== SOURCE MATERIAL
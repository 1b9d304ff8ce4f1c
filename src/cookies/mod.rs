//! Cookie manager integration
//!
//! Applying a profile to a page means replacing every cookie the page can see
//! with the profile's cookies. The cookie manager behind that is pluggable: a
//! browser bridge, or one of the jars in [`jar`].

use crate::error::{ProfileError, Result};
use crate::profile::{Cookie, SameSite};
use crate::utils::UrlUtils;
use async_trait::async_trait;
use url::Url;

pub mod jar;

pub use jar::{FileCookieJar, MemoryCookieJar};

/// Everything needed to set one cookie on a page.
#[derive(Debug, Clone, PartialEq)]
pub struct CookieDetails {
    pub url: String,
    pub name: String,
    pub value: String,
    pub path: String,
    pub domain: Option<String>,
    pub secure: Option<bool>,
    pub http_only: Option<bool>,
    pub same_site: Option<SameSite>,
    pub expiration_date: Option<f64>,
}

impl CookieDetails {
    /// Details for placing a saved cookie on the page at `url`.
    ///
    /// The domain is pinned to the page host; the expiration date is only
    /// carried over for persistent cookies.
    pub fn for_page(url: &Url, cookie: &Cookie) -> Self {
        Self {
            url: url.to_string(),
            name: cookie.name.clone(),
            value: cookie.value.clone(),
            path: if cookie.path.is_empty() {
                "/".to_string()
            } else {
                cookie.path.clone()
            },
            domain: url.host_str().map(str::to_string),
            secure: cookie.secure.filter(|secure| *secure),
            http_only: cookie.http_only.filter(|http_only| *http_only),
            same_site: cookie.same_site,
            expiration_date: if cookie.is_session() {
                None
            } else {
                cookie.expiration_date
            },
        }
    }
}

/// Request/response interface of a cookie manager.
#[async_trait]
pub trait CookieManager: Send + Sync {
    /// Every cookie visible to `url`.
    async fn get_all(&self, url: &str) -> Result<Vec<Cookie>>;
    /// Set one cookie; a rejected `domain` is reported as `DomainRejected`.
    async fn set(&self, details: CookieDetails) -> Result<()>;
    /// Remove the cookie called `name` visible to `url`.
    async fn remove(&self, url: &str, name: &str) -> Result<()>;
}

/// Result of applying a cookie list to a page.
#[derive(Debug, Clone, Default, PartialEq, Eq)]
pub struct ApplyReport {
    /// Cookies removed from the page first.
    pub cleared: usize,
    /// Cookies set, including ones that needed the domain-less retry.
    pub applied: usize,
    /// Cookies that were only accepted without a `domain`.
    pub retried: Vec<String>,
    /// Cookies the cookie manager refused.
    pub skipped: Vec<String>,
}

/// Parse a page URL and make sure cookies can be placed on it.
pub fn page_url(input: &str) -> Result<Url> {
    let url = UrlUtils::validate_url(input)?;
    match url.scheme() {
        "http" | "https" if url.host_str().is_some() => Ok(url),
        _ => Err(ProfileError::InvalidInput(format!(
            "cookies can only be managed on http(s) pages, not '{}'",
            input
        ))),
    }
}

/// Remove every cookie visible to the page.
pub async fn clear_page(manager: &dyn CookieManager, url: &Url) -> Result<usize> {
    let existing = manager.get_all(url.as_str()).await?;
    for cookie in &existing {
        manager.remove(url.as_str(), &cookie.name).await?;
    }
    log::debug!("cleared {} cookie(s) from {}", existing.len(), url);
    Ok(existing.len())
}

/// Replace the page's cookies with `cookies`.
///
/// A cookie whose domain is rejected is retried once without a domain. A
/// cookie that still fails is logged and skipped; the rest still apply.
pub async fn apply_to_page(
    manager: &dyn CookieManager,
    url: &Url,
    cookies: &[Cookie],
) -> Result<ApplyReport> {
    let mut report = ApplyReport {
        cleared: clear_page(manager, url).await?,
        ..ApplyReport::default()
    };

    for cookie in cookies {
        let details = CookieDetails::for_page(url, cookie);
        match manager.set(details.clone()).await {
            Ok(()) => report.applied += 1,
            Err(e) if e.is_domain_error() => {
                let retry = CookieDetails {
                    domain: None,
                    ..details
                };
                match manager.set(retry).await {
                    Ok(()) => {
                        report.applied += 1;
                        report.retried.push(cookie.name.clone());
                    }
                    Err(e) => {
                        log::warn!("could not set cookie '{}' after retry: {}", cookie.name, e);
                        report.skipped.push(cookie.name.clone());
                    }
                }
            }
            Err(e) => {
                log::warn!("could not set cookie '{}': {}", cookie.name, e);
                report.skipped.push(cookie.name.clone());
            }
        }
    }

    log::info!(
        "applied {} of {} cookie(s) to {}",
        report.applied,
        cookies.len(),
        url
    );
    Ok(report)
}
async fn dispatch(config: &Config, matches: &ArgMatches) -> anyhow::Result<()> {
    let db = SqliteDatabase::open(&config.database)
        .with_context(|| format!("Failed to open {}", config.database.display()))?;
    let sync: Arc<dyn StorageArea> = Arc::new(db.area(StorageAreaKind::Sync, config.sync_quota));
    let local: Arc<dyn StorageArea> =
        Arc::new(db.area(StorageAreaKind::Local, StorageQuota::unlimited()));

    let migration = MigrationRunner::new(sync.clone(), local).run().await?;
    if let MigrationOutcome::Migrated { profiles } = migration {
        log::info!("migrated {} legacy profile(s)", profiles);
    }

    let jar: Arc<dyn CookieManager> = Arc::new(FileCookieJar::open(&config.jar)?);
    let confirm: Box<dyn Confirm> = if config.assume_yes {
        Box::new(AssumeYes)
    } else {
        Box::new(StdinConfirm)
    };
    let mut manager = ProfileManager::new(ProfileStore::new(sync), jar, confirm);
    let writer = OutputWriter::new(OutputConfig {
        file: None,
        ..config.output.clone()
    });
    writer.write_verbose(&format!("storage: {}", config.database.display()))?;

    match matches.subcommand() {
        Some(("list", sub)) => {
            let filter = sub
                .get_one::<String>("filter")
                .map(String::as_str)
                .unwrap_or_default();
            let names = manager.list(filter).await?;
            if names.is_empty() && filter.is_empty() {
                writer.write_status(&i18n::message("profiles-empty", &[]))?;
            } else {
                writer.write(&format_names(&names))?;
            }
        }
        Some(("show", sub)) => {
            let profile = manager.store().get(required(sub, "name")).await?;
            writer.write(&format_profile(&profile))?;
        }
        Some(("header", sub)) => {
            manager.load_profile(required(sub, "name")).await?;
            writer.write(&format!("{}\n", manager.cookie_string()))?;
        }
        Some(("save", sub)) => {
            let name = required(sub, "name");
            let outcome = match (
                sub.get_one::<String>("from-string"),
                sub.get_one::<String>("from-page"),
            ) {
                (Some(cookies), _) => manager.save_from_string(name, cookies).await?,
                (None, Some(url)) => {
                    manager.set_page(url)?;
                    let captured = manager.capture_page().await?.len();
                    writer.write_verbose(&format!("captured {} cookie(s)", captured))?;
                    manager.save_as(name).await?
                }
                (None, None) => {
                    return Err(ProfileError::InvalidInput(
                        "give --from-string or --from-page".to_string(),
                    )
                    .into())
                }
            };
            match outcome {
                Outcome::Done(SaveOutcome::Created(profile)) => writer.write_status(
                    &i18n::message("profile-created", &[("name", profile.name)]),
                )?,
                Outcome::Done(SaveOutcome::Overwritten(profile)) => writer.write_status(
                    &i18n::message("profile-overwritten", &[("name", profile.name)]),
                )?,
                Outcome::Declined => {
                    writer.write_status(&i18n::message("operation-cancelled", &[]))?
                }
            }
        }
        Some(("edit", sub)) => {
            let name = required(sub, "name");
            manager.load_profile(name).await?;
            for cookie in sub.get_many::<String>("remove").into_iter().flatten() {
                if !manager.remove_cookie(cookie) {
                    log::warn!("profile '{}' has no cookie '{}'", name, cookie);
                }
            }
            let profile = manager.save_edited().await?;
            writer.write_status(&i18n::message("profile-edited", &[("name", profile.name)]))?;
        }
        Some(("delete", sub)) => {
            let name = required(sub, "name");
            match manager.delete_profile(name).await? {
                Outcome::Done(()) => writer
                    .write_status(&i18n::message("profile-deleted", &[("name", name.to_string())]))?,
                Outcome::Declined => {
                    writer.write_status(&i18n::message("operation-cancelled", &[]))?
                }
            }
        }
        Some(("apply", sub)) => {
            let host = UrlUtils::display_host(manager.set_page(required(sub, "url"))?);
            let report = manager.load_profile(required(sub, "name")).await?;
            let applied = report.applied.unwrap_or_default();
            writer.write_status(&i18n::message(
                "profile-applied",
                &[
                    ("name", report.profile.name),
                    ("host", host),
                    ("applied", applied.applied.to_string()),
                    ("skipped", applied.skipped.len().to_string()),
                ],
            ))?;
        }
        Some(("clear", sub)) => {
            let host = UrlUtils::display_host(manager.set_page(required(sub, "url"))?);
            match manager.clear_page().await? {
                Outcome::Done(count) => writer.write_status(&i18n::message(
                    "page-cleared",
                    &[("count", count.to_string()), ("host", host)],
                ))?,
                Outcome::Declined => {
                    writer.write_status(&i18n::message("operation-cancelled", &[]))?
                }
            }
        }
        Some(("export", sub)) => {
            let names: Vec<String> = if sub.get_flag("all") {
                manager.list("").await?
            } else {
                sub.get_many::<String>("names")
                    .into_iter()
                    .flatten()
                    .cloned()
                    .collect()
            };
            let (bundle, json) = manager.export_profiles(&names).await?;
            let export = OutputWriter::new(config.output.clone());
            match &export.config().file {
                Some(path) => {
                    export
                        .write(&json)
                        .with_context(|| format!("Failed to write {}", path.display()))?;
                    writer.write_status(&i18n::message(
                        "profiles-exported",
                        &[
                            ("count", bundle.len().to_string()),
                            ("path", path.display().to_string()),
                        ],
                    ))?;
                }
                None => export.write(&format!("{}\n", json))?,
            }
        }
        Some(("import", sub)) => {
            let path = FileUtils::expand_path(required(sub, "file"))?;
            let json = FileUtils::read_text(&path)?;
            match manager.import_profiles(&json).await? {
                Outcome::Done(report) => writer.write_status(&i18n::message(
                    "profiles-imported",
                    &[
                        ("created", report.created.len().to_string()),
                        ("updated", report.updated.len().to_string()),
                    ],
                ))?,
                Outcome::Declined => {
                    writer.write_status(&i18n::message("operation-cancelled", &[]))?
                }
            }
        }
        Some(("migrate", _)) => match migration {
            MigrationOutcome::Migrated { profiles } => writer.write_status(&i18n::message(
                "migration-done",
                &[("count", profiles.to_string())],
            ))?,
            MigrationOutcome::AlreadyMigrated => {
                writer.write_status(&i18n::message("migration-skipped", &[]))?
            }
        },
        Some(("repair", _)) => {
            let report = manager.store().repair().await?;
            if report.is_clean() {
                writer.write_status(&i18n::message("repair-clean", &[]))?;
            } else {
                writer.write_status(&i18n::message(
                    "repair-done",
                    &[
                        ("dropped", report.dropped.len().to_string()),
                        ("adopted", report.adopted.len().to_string()),
                    ],
                ))?;
            }
        }
        _ => {
            return Err(ProfileError::InvalidInput("unknown command".to_string()).into());
        }
    }

    Ok(())
}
====
Would you copy out exactly the lines above that start at the one containing "a cookie manager." and end at the one containing "pub fn page_url(input: &str)", inclusive?

/// Request/response interface of a cookie manager.
#[async_trait]
pub trait CookieManager: Send + Sync {
    /// Every cookie visible to `url`.
    async fn get_all(&self, url: &str) -> Result<Vec<Cookie>>;
    /// Set one cookie; a rejected `domain` is reported as `DomainRejected`.
    async fn set(&self, details: CookieDetails) -> Result<()>;
    /// Remove the cookie called `name` visible to `url`.
    async fn remove(&self, url: &str, name: &str) -> Result<()>;
}

/// Result of applying a cookie list to a page.
#[derive(Debug, Clone, Default, PartialEq, Eq)]
pub struct ApplyReport {
    /// Cookies removed from the page first.
    pub cleared: usize,
    /// Cookies set, including ones that needed the domain-less retry.
    pub applied: usize,
    /// Cookies that were only accepted without a `domain`.
    pub retried: Vec<String>,
    /// Cookies the cookie manager refused.
    pub skipped: Vec<String>,
}

/// Parse a page URL and make sure cookies can be placed on it.
pub fn page_url(input: &str) -> Result<Url> {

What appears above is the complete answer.